▸ Material provided:
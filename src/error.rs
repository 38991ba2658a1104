use std::io;

use thiserror::Error;

/// 单个解析器内部的解码失败。
///
/// 这类错误只会导致格式分派跳到下一个解析器，不会直接暴露给 `Lyric::from_bytes` 的调用方。
#[derive(Error, Debug)]
pub enum DecodeError {
    #[error("无效的十六进制字符串: {0}")]
    InvalidHex(#[from] hex::FromHexError),
    #[error("解压缩失败: {0}")]
    Decompression(#[source] io::Error),
    #[error("UTF-8 转换错误: {0}")]
    FromUtf8(#[from] std::string::FromUtf8Error),
    #[error("Base64 解码错误: {0}")]
    Base64(#[from] base64::DecodeError),
    #[error("JSON 解析错误: {0}")]
    Json(#[from] serde_json::Error),
    #[error("XML 解析错误: {0}")]
    Xml(#[from] quick_xml::Error),
    #[error("无效的文件头: {0}")]
    InvalidHeader(String),
    #[error("缺少有效载荷: {0}")]
    MissingPayload(String),
    #[error("不是 {0} 格式")]
    NotThisFormat(&'static str),
    #[error("文本格式化错误: {0}")]
    Fmt(#[from] std::fmt::Error),
}

impl From<quick_xml::events::attributes::AttrError> for DecodeError {
    fn from(err: quick_xml::events::attributes::AttrError) -> Self {
        DecodeError::Xml(quick_xml::Error::InvalidAttr(err))
    }
}

/// 定义歌词解析、生成和播放过程中可能发生的错误。
#[derive(Error, Debug)]
pub enum LyricError {
    /// 所有解析器都无法识别输入。
    #[error("无法识别的歌词格式")]
    Format,
    #[error("解码失败: {0}")]
    Decode(#[from] DecodeError),
    /// 查询时间或参数不合法。
    #[error("参数无效: {0}")]
    Validation(String),
    #[error("不支持的生成格式: {0}")]
    UnsupportedFormat(String),
    /// 生成阶段的压缩或加密失败。
    #[error("编码失败: {0}")]
    Encode(String),
    #[error("文本格式化错误: {0}")]
    Fmt(#[from] std::fmt::Error),
    #[error("IO 错误: {0}")]
    Io(#[from] io::Error),
    #[error("配置文件错误: {0}")]
    Ini(#[from] ini::Error),
}

pub type Result<T> = std::result::Result<T, LyricError>;
use std::fmt::{self, Write as FmtWrite};

use crate::error::Result;
use crate::generator_utils::{accept_prefix_words, plan_rows};
use crate::lyric::Lyric;
use crate::qrc_codec::encrypt_qrc;
use crate::settings::ParserSettings;
use crate::types::Line;
use crate::utils::{ZERO_WIDTH_SPACE, encode_entities};

/// 能写进 LyricContent 头部的元数据键
const HEADER_KEYS: [&str; 6] = ["ti", "ar", "al", "by", "offset", "length"];

fn write_line(rows: &mut Vec<String>, line: &Line) -> fmt::Result {
    let start = line.start_time;
    let duration = line.duration_ms();

    for plan in plan_rows(line) {
        let accepted = if plan.words.is_empty() {
            Vec::new()
        } else {
            accept_prefix_words(&plan.words, &plan.content)
        };

        let body = if accepted.is_empty() {
            // 没有逐字时仍输出一个整行记号
            let text = if plan.content.is_empty() {
                ZERO_WIDTH_SPACE
            } else {
                plan.content.as_str()
            };
            format!("{text}({start},{duration})")
        } else {
            let mut word_start = start;
            let mut body = String::new();
            for (text, d) in accepted {
                write!(body, "{text}({word_start},{d})")?;
                word_start = word_start.saturating_add(d);
            }
            body
        };
        rows.push(format!("[{start},{duration}]{body}"));
    }
    Ok(())
}

/// 生成 `LyricContent` 属性的原始文本 (未转义)。
pub fn generate_lyric_content(lyric: &Lyric) -> Result<String> {
    let mut rows = Vec::new();
    for key in HEADER_KEYS {
        if let Some(value) = lyric.metadata().get(key) {
            rows.push(format!("[{key}:{value}]"));
        }
    }
    for line in lyric.lines() {
        write_line(&mut rows, line)?;
    }
    Ok(rows.join("\n"))
}

/// 生成 QRC 的 XML 文档。
pub fn generate_qrc_xml(lyric: &Lyric) -> Result<String> {
    Ok(format!(
        "<?xml version=\"1.0\" encoding=\"utf-8\"?>\n<QrcInfos>\n  <Lyric_1 LyricContent=\"{}\"/>\n</QrcInfos>",
        encode_entities(&generate_lyric_content(lyric)?)
    ))
}

/// 生成加密后的 QRC 文件。
pub fn generate_qrc(lyric: &Lyric, settings: &ParserSettings) -> Result<Vec<u8>> {
    let xml = generate_qrc_xml(lyric)?;
    let bytes = encrypt_qrc(&xml, settings)?;
    log::debug!(target: "[QRC 生成]", "XML {} 字节，输出 {} 字节", xml.len(), bytes.len());
    Ok(bytes)
}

▸ Goal of the exercise:
Start at the line containing "for line in" and copy each line through the last one in the records, exactly and with nothing added.

▸ Solution:
    for line in lyric.lines() {
        write_line(&mut rows, line)?;
    }
    Ok(rows.join("\n"))
}

/// 生成 QRC 的 XML 文档。
pub fn generate_qrc_xml(lyric: &Lyric) -> Result<String> {
    Ok(format!(
        "<?xml version=\"1.0\" encoding=\"utf-8\"?>\n<QrcInfos>\n  <Lyric_1 LyricContent=\"{}\"/>\n</QrcInfos>",
        encode_entities(&generate_lyric_content(lyric)?)
    ))
}

/// 生成加密后的 QRC 文件。
pub fn generate_qrc(lyric: &Lyric, settings: &ParserSettings) -> Result<Vec<u8>> {
    let xml = generate_qrc_xml(lyric)?;
    let bytes = encrypt_qrc(&xml, settings)?;
    log::debug!(target: "[QRC 生成]", "XML {} 字节，输出 {} 字节", xml.len(), bytes.len());
    Ok(bytes)
}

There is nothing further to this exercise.